As of 2022, Thunder Ridge has three chairlifts (Two doubles and one triple) and four magic carpets. In 1958 a T-Bar opened at then Birch Hill- servicing the main part of today's ski area. Numerous Tows were also installed on the mountain. Sometime in the 1960s, a Borvig double chairlift was installed to the summit; it remains the area's longest and oldest lift. In about 1967, a short double chairlift was installed which today served Little Thunder. In 1986, a Borvig triple chairlift was installed to supersede and eventually replace the T-Bar lift, which it did. In the early 2000s, four Magic Carpet lifts were installed on Thunder Ridge to replace the Tows. Remnants of the tows can still be seen to this day.

During the mid-1960s the Mahopac High School ski team raced and trained at Birch Hill, as did the teams from Carmel and some other Putnam County and Northern Westchester county schools. The lodge was a simple place with a gravel floor.

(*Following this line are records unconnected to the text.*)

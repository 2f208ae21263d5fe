//! Configuration types and loading
//!
//! All configuration lives in [`AppConfig`], merged from serialized
//! defaults, an optional TOML file, and prefixed environment
//! variables.

mod loader;
mod types;

pub use loader::ConfigLoader;
pub use types::{
    AccessConfig, AppConfig, LibreNmsConfig, LoggingConfig, RateLimitConfig, ServerConfig,
    TelemetryConfig, TransportMode,
};
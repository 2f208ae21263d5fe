//! Port and port group tools

use rmcp::ErrorData as McpError;
use rmcp::handler::server::wrapper::Parameters;
use rmcp::model::CallToolResult;
use std::sync::Arc;

use lnms_infrastructure::{LibreNmsClient, encode_segment};
use serde_json::Value;

use super::check_args;
use crate::args::{
    MacArgs, NoArgs, PortDescriptionUpdateArgs, PortGroupAssignArgs, PortGroupNameArgs,
    PortGroupPayloadArgs, PortIdArgs, PortsListArgs, PortsSearchArgs, PortsSearchFieldArgs,
};
use crate::formatter::ResponseFormatter;

/// Handler for the ports and port groups APIs
#[derive(Clone)]
pub struct PortsHandler {
    client: Arc<LibreNmsClient>,
}

impl PortsHandler {
    pub fn new(client: Arc<LibreNmsClient>) -> Self {
        Self { client }
    }

    pub async fn ports_list(
        &self,
        Parameters(args): Parameters<PortsListArgs>,
    ) -> Result<CallToolResult, McpError> {
        let query = match args.query {
            Some(Value::Object(map)) => Some(map),
            Some(other) => {
                return Err(McpError::invalid_params(
                    format!("query must be a JSON object, got {other}"),
                    None,
                ));
            }
            None => None,
        };
        let response = self
            .client
            .get("ports", query.as_ref())
            .await;
        ResponseFormatter::api_response(response)
    }

    pub async fn ports_search(
        &self,
        Parameters(args): Parameters<PortsSearchArgs>,
    ) -> Result<CallToolResult, McpError> {
        let response = self
            .client
            .get(&format!("ports/search/{}", encode_segment(&args.search)), None)
            .await;
        ResponseFormatter::api_response(response)
    }

    pub async fn ports_search_field(
        &self,
        Parameters(args): Parameters<PortsSearchFieldArgs>,
    ) -> Result<CallToolResult, McpError> {
        let path = format!(
            "ports/search/{}/{}",
            encode_segment(&args.field),
            encode_segment(&args.search)
        );
        let response = self
            .client
            .get(&path, None)
            .await;
        ResponseFormatter::api_response(response)
    }

    pub async fn ports_search_mac(
        &self,
        Parameters(args): Parameters<MacArgs>,
    ) -> Result<CallToolResult, McpError> {
        let response = self
            .client
            .get(&format!("ports/mac/{}", args.mac), None)
            .await;
        ResponseFormatter::api_response(response)
    }

    pub async fn port_get(
        &self,
        Parameters(args): Parameters<PortIdArgs>,
    ) -> Result<CallToolResult, McpError> {
        check_args(&args)?;
        let response = self
            .client
            .get(&format!("ports/{}", args.port_id), None)
            .await;
        ResponseFormatter::api_response(response)
    }

    pub async fn port_ip_info(
        &self,
        Parameters(args): Parameters<PortIdArgs>,
    ) -> Result<CallToolResult, McpError> {
        check_args(&args)?;
        let response = self
            .client
            .get(&format!("ports/{}/ip", args.port_id), None)
            .await;
        ResponseFormatter::api_response(response)
    }

    pub async fn port_transceiver(
        &self,
        Parameters(args): Parameters<PortIdArgs>,
    ) -> Result<CallToolResult, McpError> {
        check_args(&args)?;
        let response = self
            .client
            .get(&format!("ports/{}/transceiver", args.port_id), None)
            .await;
        ResponseFormatter::api_response(response)
    }

    pub async fn port_description_get(
        &self,
        Parameters(args): Parameters<PortIdArgs>,
    ) -> Result<CallToolResult, McpError> {
        check_args(&args)?;
        let response = self
            .client
            .get(&format!("ports/{}/description", args.port_id), None)
            .await;
        ResponseFormatter::api_response(response)
    }

    pub async fn port_description_update(
        &self,
        Parameters(args): Parameters<PortDescriptionUpdateArgs>,
    ) -> Result<CallToolResult, McpError> {
        check_args(&args)?;
        let response = self
            .client
            .patch(
                &format!("ports/{}/description", args.port_id),
                Some(&args.payload),
            )
            .await;
        ResponseFormatter::api_response(response)
    }

    pub async fn port_groups_list(
        &self,
        Parameters(_args): Parameters<NoArgs>,
    ) -> Result<CallToolResult, McpError> {
        let response = self
            .client
            .get("port_groups", None)
            .await;
        ResponseFormatter::api_response(response)
    }

    pub async fn port_group_add(
        &self,
        Parameters(args): Parameters<PortGroupPayloadArgs>,
    ) -> Result<CallToolResult, McpError> {
        let response = self
            .client
            .post("port_groups", Some(&args.payload))
            .await;
        ResponseFormatter::api_response(response)
    }

    pub async fn port_group_list_ports(
        &self,
        Parameters(args): Parameters<PortGroupNameArgs>,
    ) -> Result<CallToolResult, McpError> {
        let response = self
            .client
            .get(&format!("port_groups/{}", encode_segment(&args.name)), None)
            .await;
        ResponseFormatter::api_response(response)
    }

    pub async fn port_group_assign(
        &self,
        Parameters(args): Parameters<PortGroupAssignArgs>,
    ) -> Result<CallToolResult, McpError> {
        check_args(&args)?;
        let response = self
            .client
            .post(
                &format!("port_groups/{}/assign", args.port_group_id),
                Some(&args.payload),
            )
            .await;
        ResponseFormatter::api_response(response)
    }

    pub async fn port_group_remove(
        &self,
        Parameters(args): Parameters<PortGroupAssignArgs>,
    ) -> Result<CallToolResult, McpError> {
        check_args(&args)?;
        let response = self
            .client
            .post(
                &format!("port_groups/{}/remove", args.port_group_id),
                Some(&args.payload),
            )
            .await;
        ResponseFormatter::api_response(response)
    }
}
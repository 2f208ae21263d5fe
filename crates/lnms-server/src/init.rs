//! Server initialization
//!
//! Handles startup: configuration loading, logging and telemetry
//! setup, server wiring, and transport selection.
//!
//! # Transport Modes
//!
//! The server supports three transport modes configured via
//! `server.transport_mode`:
//!
//! - **Stdio**: Traditional MCP protocol over stdin/stdout (default)
//! - **Http**: JSON-RPC over HTTP with Server-Sent Events
//! - **Hybrid**: Both running simultaneously
//!
//! # Configuration
//!
//! Settings merge in order: defaults, TOML file, environment variables
//! (`LIBRENMS_MCP_` prefix with `__` separators, e.g.
//! `LIBRENMS_MCP_SERVER__TRANSPORT_MODE=http`), then the CLI flags.

use std::path::Path;
use std::sync::Arc;

use lnms_infrastructure::config::{AppConfig, ConfigLoader, TransportMode};
use lnms_infrastructure::{LibreNmsClient, SlidingWindowRateLimiter, init_logging, init_telemetry};
use tracing::{error, info};

use crate::McpServer;
use crate::McpServerBuilder;
use crate::access::AccessPolicy;
use crate::transport::http::{HttpTransport, HttpTransportConfig};
use crate::transport::stdio::StdioServerExt;

/// CLI overrides applied on top of the loaded configuration
#[derive(Debug, Clone, Copy, Default)]
pub struct RunOverrides {
    /// Force a transport mode regardless of configuration
    pub transport: Option<TransportMode>,
    /// Force read-only mode on
    pub read_only: bool,
}

/// Run the LibreNMS MCP server
///
/// This is the main entry point. It loads configuration, initializes
/// logging and telemetry, wires the server, and blocks on the selected
/// transport until shutdown.
pub async fn run(
    config_path: Option<&Path>,
    overrides: RunOverrides,
) -> Result<(), Box<dyn std::error::Error>> {
    let mut config = load_config(config_path)?;
    if let Some(transport) = overrides.transport {
        config.server.transport_mode = transport;
    }
    if overrides.read_only {
        config.access.read_only = true;
    }

    init_logging(&config.logging)?;
    // the guard flushes pending events on drop, keep it for the whole run
    let _telemetry = init_telemetry(&config.telemetry);

    config.require_credentials()?;

    info!(
        transport_mode = %config.server.transport_mode,
        host = %config.server.host,
        port = config.server.port,
        read_only = config.access.read_only,
        "Starting LibreNMS MCP server"
    );

    let transport_mode = config.server.transport_mode;
    let http_config = HttpTransportConfig {
        host: config.server.host.clone(),
        port: config.server.port,
        enable_cors: config.server.enable_cors,
    };

    let server = create_mcp_server(&config)?;
    info!("MCP server initialized successfully");

    start_transport(server, transport_mode, http_config).await
}

/// Load configuration from optional path
fn load_config(config_path: Option<&Path>) -> Result<AppConfig, Box<dyn std::error::Error>> {
    let loader = match config_path {
        Some(path) => ConfigLoader::new().with_config_path(path),
        None => ConfigLoader::new(),
    };
    Ok(loader.load()?)
}

/// Wire the MCP server from configuration
fn create_mcp_server(config: &AppConfig) -> Result<McpServer, Box<dyn std::error::Error>> {
    let client = Arc::new(LibreNmsClient::new(&config.librenms)?);
    let policy = AccessPolicy::from_config(&config.access);

    let mut builder = McpServerBuilder::new().with_client(client).with_policy(policy);
    if let Some(limiter) = SlidingWindowRateLimiter::from_config(&config.rate_limit) {
        info!(
            max_requests = config.rate_limit.max_requests,
            window_secs = config.rate_limit.window_secs,
            "Rate limiting enabled"
        );
        builder = builder.with_rate_limiter(Arc::new(limiter));
    }

    builder
        .build()
        .map_err(|e| -> Box<dyn std::error::Error> { Box::new(e) })
}

/// Start the appropriate transport based on configuration
async fn start_transport(
    server: McpServer,
    transport_mode: TransportMode,
    http_config: HttpTransportConfig,
) -> Result<(), Box<dyn std::error::Error>> {
    match transport_mode {
        TransportMode::Stdio => {
            info!("Starting stdio transport");
            server.serve_stdio().await
        }
        TransportMode::Http => {
            info!(host = %http_config.host, port = http_config.port, "Starting HTTP transport");
            run_http_transport(server, http_config).await
        }
        TransportMode::Hybrid => {
            info!(
                host = %http_config.host,
                port = http_config.port,
                "Starting hybrid transport (stdio + HTTP)"
            );
            run_hybrid_transport(server, http_config).await
        }
    }
}

/// Run the server with HTTP transport only
async fn run_http_transport(
    server: McpServer,
    http_config: HttpTransportConfig,
) -> Result<(), Box<dyn std::error::Error>> {
    let http_transport = HttpTransport::new(http_config, Arc::new(server));
    http_transport
        .start()
        .await
        .map_err(|e| -> Box<dyn std::error::Error> { e })
}

/// Run the server with both stdio and HTTP transports simultaneously
///
/// If either transport fails, the error is logged and the other
/// continues. The function returns when both have finished.
async fn run_hybrid_transport(
    server: McpServer,
    http_config: HttpTransportConfig,
) -> Result<(), Box<dyn std::error::Error>> {
    let stdio_server = server.clone();
    let http_server = Arc::new(server);

    let stdio_handle = tokio::spawn(async move {
        info!("Hybrid: starting stdio transport");
        if let Err(e) = stdio_server.serve_stdio().await {
            error!(error = %e, "Hybrid: stdio transport failed");
        }
        info!("Hybrid: stdio transport finished");
    });

    let http_handle = tokio::spawn(async move {
        info!(
            "Hybrid: starting HTTP transport on {}:{}",
            http_config.host, http_config.port
        );
        let http_transport = HttpTransport::new(http_config, http_server);
        if let Err(e) = http_transport.start().await {
            error!(error = %e, "Hybrid: HTTP transport failed");
        }
        info!("Hybrid: HTTP transport finished");
    });

    let (stdio_result, http_result) = tokio::join!(stdio_handle, http_handle);

    if let Err(e) = stdio_result {
        error!(error = %e, "Hybrid: stdio transport task panicked");
    }
    if let Err(e) = http_result {
        error!(error = %e, "Hybrid: HTTP transport task panicked");
    }

    Ok(())
}
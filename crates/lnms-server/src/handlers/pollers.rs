//! Poller group tools

use rmcp::ErrorData as McpError;
use rmcp::handler::server::wrapper::Parameters;
use rmcp::model::CallToolResult;
use std::sync::Arc;

use lnms_infrastructure::LibreNmsClient;

use crate::args::PollerGroupArgs;
use crate::formatter::ResponseFormatter;

/// Handler for the poller API
#[derive(Clone)]
pub struct PollersHandler {
    client: Arc<LibreNmsClient>,
}

impl PollersHandler {
    pub fn new(client: Arc<LibreNmsClient>) -> Self {
        Self { client }
    }

    /// `poller_group` is an ID or the literal "all"
    pub async fn poller_group_get(
        &self,
        Parameters(args): Parameters<PollerGroupArgs>,
    ) -> Result<CallToolResult, McpError> {
        let response = self
            .client
            .get(&format!("poller_group/{}", args.poller_group), None)
            .await;
        ResponseFormatter::api_response(response)
    }
}
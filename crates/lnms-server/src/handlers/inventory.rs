//! Hardware inventory tools

use rmcp::ErrorData as McpError;
use rmcp::handler::server::wrapper::Parameters;
use rmcp::model::CallToolResult;
use std::sync::Arc;

use lnms_infrastructure::{LibreNmsClient, Query};

use crate::args::{HostnameArgs, InventoryArgs};
use crate::formatter::ResponseFormatter;

/// Handler for the inventory API
#[derive(Clone)]
pub struct InventoryHandler {
    client: Arc<LibreNmsClient>,
}

impl InventoryHandler {
    pub fn new(client: Arc<LibreNmsClient>) -> Self {
        Self { client }
    }

    pub async fn inventory_device(
        &self,
        Parameters(args): Parameters<InventoryArgs>,
    ) -> Result<CallToolResult, McpError> {
        let mut query = Query::new();
        if let Some(class) = args.ent_physical_class {
            query.insert("entPhysicalClass".into(), class.into());
        }
        if let Some(contained_in) = args.ent_physical_contained_in {
            query.insert("entPhysicalContainedIn".into(), contained_in.into());
        }
        let query = (!query.is_empty()).then_some(&query);
        let response = self
            .client
            .get(&format!("inventory/{}", args.hostname), query)
            .await;
        ResponseFormatter::api_response(response)
    }

    pub async fn inventory_device_flat(
        &self,
        Parameters(args): Parameters<HostnameArgs>,
    ) -> Result<CallToolResult, McpError> {
        let response = self
            .client
            .get(&format!("inventory/{}/all", args.hostname), None)
            .await;
        ResponseFormatter::api_response(response)
    }
}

Today the area maintains seven running lifts; four carpets (one open all the time (You can do it, "Toyland"), two open on the weekends, one used as a backup), a triple lift (main lift, "the triple"), a double lift (secondary lift, "the double"), and one small double lift (beginner lift, "Little Thunder"). Today there remain three neglected tows (one serving the halfpipe, and one serving the terrain park, and one which served the old terrain park). Both the triple and double were re-surfaced and gained more modern accessories and safety equipment in the late 2010s.